HOW TO COMPLETE THIS TASK: Each line holding the string "completed" is to be copied from the data.

-- Opening Marker --

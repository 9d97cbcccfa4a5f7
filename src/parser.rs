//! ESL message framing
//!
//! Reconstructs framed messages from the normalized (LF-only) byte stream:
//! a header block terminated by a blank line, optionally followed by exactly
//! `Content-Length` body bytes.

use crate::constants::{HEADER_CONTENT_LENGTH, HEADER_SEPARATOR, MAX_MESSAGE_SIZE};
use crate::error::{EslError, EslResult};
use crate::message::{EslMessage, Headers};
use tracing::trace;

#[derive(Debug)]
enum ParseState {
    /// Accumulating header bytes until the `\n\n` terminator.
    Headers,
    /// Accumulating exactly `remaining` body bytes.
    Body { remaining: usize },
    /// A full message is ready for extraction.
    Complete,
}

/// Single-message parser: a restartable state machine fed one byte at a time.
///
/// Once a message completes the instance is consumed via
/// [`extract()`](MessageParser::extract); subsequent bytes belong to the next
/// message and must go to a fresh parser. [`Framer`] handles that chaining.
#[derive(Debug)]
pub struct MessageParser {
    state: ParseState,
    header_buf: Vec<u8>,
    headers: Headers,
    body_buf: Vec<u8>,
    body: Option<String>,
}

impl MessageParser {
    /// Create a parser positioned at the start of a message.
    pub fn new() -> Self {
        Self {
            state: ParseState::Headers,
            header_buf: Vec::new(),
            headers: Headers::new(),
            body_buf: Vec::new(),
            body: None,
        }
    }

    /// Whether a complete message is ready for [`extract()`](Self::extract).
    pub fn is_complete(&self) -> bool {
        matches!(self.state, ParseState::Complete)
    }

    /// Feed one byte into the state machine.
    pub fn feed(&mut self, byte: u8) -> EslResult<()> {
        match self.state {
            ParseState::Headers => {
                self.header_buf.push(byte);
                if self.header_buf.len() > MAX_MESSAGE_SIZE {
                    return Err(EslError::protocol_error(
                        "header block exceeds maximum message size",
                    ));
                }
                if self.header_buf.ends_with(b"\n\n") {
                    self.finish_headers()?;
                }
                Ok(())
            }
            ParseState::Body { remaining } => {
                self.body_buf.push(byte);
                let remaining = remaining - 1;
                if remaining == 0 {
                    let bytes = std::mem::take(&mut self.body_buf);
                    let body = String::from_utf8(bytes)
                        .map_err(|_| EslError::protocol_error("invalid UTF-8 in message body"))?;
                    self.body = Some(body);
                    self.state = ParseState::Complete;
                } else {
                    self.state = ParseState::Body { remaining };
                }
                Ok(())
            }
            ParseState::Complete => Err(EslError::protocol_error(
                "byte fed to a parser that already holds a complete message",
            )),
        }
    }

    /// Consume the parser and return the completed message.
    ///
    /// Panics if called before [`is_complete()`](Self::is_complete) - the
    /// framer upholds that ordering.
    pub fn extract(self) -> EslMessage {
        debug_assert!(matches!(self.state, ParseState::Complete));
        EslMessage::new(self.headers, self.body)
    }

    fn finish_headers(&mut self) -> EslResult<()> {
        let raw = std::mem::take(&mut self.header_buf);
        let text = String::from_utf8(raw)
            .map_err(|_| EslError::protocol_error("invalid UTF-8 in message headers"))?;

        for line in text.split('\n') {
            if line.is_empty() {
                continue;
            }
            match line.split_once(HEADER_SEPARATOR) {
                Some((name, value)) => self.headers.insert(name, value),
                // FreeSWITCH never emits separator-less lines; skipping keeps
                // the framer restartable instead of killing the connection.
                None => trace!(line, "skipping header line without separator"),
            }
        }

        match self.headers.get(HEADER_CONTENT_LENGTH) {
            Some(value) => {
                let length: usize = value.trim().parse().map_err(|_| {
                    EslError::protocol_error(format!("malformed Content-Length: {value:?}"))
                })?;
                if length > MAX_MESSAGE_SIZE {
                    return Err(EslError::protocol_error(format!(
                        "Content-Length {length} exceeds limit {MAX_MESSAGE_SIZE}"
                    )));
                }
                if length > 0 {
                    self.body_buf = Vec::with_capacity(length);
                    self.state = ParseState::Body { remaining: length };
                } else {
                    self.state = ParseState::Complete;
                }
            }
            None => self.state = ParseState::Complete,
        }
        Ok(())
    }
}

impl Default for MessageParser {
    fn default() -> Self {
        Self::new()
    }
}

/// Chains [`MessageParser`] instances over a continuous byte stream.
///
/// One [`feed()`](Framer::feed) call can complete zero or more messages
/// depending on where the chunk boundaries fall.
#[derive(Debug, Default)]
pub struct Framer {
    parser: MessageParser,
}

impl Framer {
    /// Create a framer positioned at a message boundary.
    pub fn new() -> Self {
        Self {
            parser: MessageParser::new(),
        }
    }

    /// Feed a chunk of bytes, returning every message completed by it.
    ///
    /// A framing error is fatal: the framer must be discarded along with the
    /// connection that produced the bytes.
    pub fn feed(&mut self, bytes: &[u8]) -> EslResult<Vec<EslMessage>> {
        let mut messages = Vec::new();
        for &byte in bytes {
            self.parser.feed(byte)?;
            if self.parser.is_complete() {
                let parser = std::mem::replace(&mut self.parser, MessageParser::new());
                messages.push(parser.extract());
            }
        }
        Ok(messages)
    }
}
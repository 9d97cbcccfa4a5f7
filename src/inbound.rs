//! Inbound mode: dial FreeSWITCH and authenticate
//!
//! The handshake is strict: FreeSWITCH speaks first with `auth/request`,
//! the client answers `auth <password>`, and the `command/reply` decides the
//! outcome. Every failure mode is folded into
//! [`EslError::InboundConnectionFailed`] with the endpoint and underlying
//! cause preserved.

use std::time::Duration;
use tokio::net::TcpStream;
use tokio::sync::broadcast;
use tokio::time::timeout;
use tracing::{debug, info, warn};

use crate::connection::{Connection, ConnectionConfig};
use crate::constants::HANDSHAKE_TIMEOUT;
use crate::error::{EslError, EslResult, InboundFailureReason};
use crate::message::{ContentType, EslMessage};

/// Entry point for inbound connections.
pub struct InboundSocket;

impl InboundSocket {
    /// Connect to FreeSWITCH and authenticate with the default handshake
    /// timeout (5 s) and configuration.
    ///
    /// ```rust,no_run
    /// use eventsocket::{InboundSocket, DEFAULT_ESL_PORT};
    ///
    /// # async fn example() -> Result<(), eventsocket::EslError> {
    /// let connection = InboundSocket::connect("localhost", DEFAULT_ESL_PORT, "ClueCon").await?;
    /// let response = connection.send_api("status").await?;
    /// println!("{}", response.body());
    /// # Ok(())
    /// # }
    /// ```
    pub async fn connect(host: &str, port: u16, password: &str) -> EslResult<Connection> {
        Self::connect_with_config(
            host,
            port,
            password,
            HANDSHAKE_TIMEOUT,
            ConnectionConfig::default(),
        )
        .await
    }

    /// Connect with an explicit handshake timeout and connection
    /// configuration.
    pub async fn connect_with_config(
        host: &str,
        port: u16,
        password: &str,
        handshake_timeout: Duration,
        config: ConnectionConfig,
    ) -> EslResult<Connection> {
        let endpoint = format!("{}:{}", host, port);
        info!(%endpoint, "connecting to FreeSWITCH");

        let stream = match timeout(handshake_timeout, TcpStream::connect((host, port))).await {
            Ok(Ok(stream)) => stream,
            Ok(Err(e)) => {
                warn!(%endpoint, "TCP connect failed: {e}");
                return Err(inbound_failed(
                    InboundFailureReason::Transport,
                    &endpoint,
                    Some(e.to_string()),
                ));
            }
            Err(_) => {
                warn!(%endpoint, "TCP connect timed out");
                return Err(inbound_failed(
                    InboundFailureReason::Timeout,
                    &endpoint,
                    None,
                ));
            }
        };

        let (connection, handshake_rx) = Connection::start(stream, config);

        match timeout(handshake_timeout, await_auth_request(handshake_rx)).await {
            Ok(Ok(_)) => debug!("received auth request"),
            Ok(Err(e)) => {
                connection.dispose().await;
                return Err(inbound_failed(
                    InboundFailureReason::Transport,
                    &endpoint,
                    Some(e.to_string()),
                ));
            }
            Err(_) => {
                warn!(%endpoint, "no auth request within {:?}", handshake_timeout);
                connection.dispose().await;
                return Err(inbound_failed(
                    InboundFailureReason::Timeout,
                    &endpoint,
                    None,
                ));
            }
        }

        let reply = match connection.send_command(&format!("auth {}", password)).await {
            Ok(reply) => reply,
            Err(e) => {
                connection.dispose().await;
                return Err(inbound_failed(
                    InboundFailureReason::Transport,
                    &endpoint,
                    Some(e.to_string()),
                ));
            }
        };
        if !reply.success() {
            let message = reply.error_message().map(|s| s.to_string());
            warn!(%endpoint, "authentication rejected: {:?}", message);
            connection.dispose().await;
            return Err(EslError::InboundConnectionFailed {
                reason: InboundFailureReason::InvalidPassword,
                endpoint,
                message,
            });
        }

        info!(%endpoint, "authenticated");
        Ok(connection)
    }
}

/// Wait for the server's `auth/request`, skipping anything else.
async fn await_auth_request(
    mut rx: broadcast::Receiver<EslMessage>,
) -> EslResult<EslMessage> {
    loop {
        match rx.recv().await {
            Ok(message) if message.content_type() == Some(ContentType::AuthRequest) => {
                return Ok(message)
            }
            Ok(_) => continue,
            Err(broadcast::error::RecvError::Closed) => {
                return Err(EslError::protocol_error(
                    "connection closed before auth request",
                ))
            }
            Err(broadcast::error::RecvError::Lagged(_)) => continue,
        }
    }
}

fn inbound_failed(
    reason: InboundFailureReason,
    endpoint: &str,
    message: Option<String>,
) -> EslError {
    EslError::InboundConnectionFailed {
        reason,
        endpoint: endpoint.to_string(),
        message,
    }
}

-- Closing Marker --

WRITTEN RESPONSE:
    /// Consume the parser and return the completed message.
    /// Feed a chunk of bytes, returning every message completed by it.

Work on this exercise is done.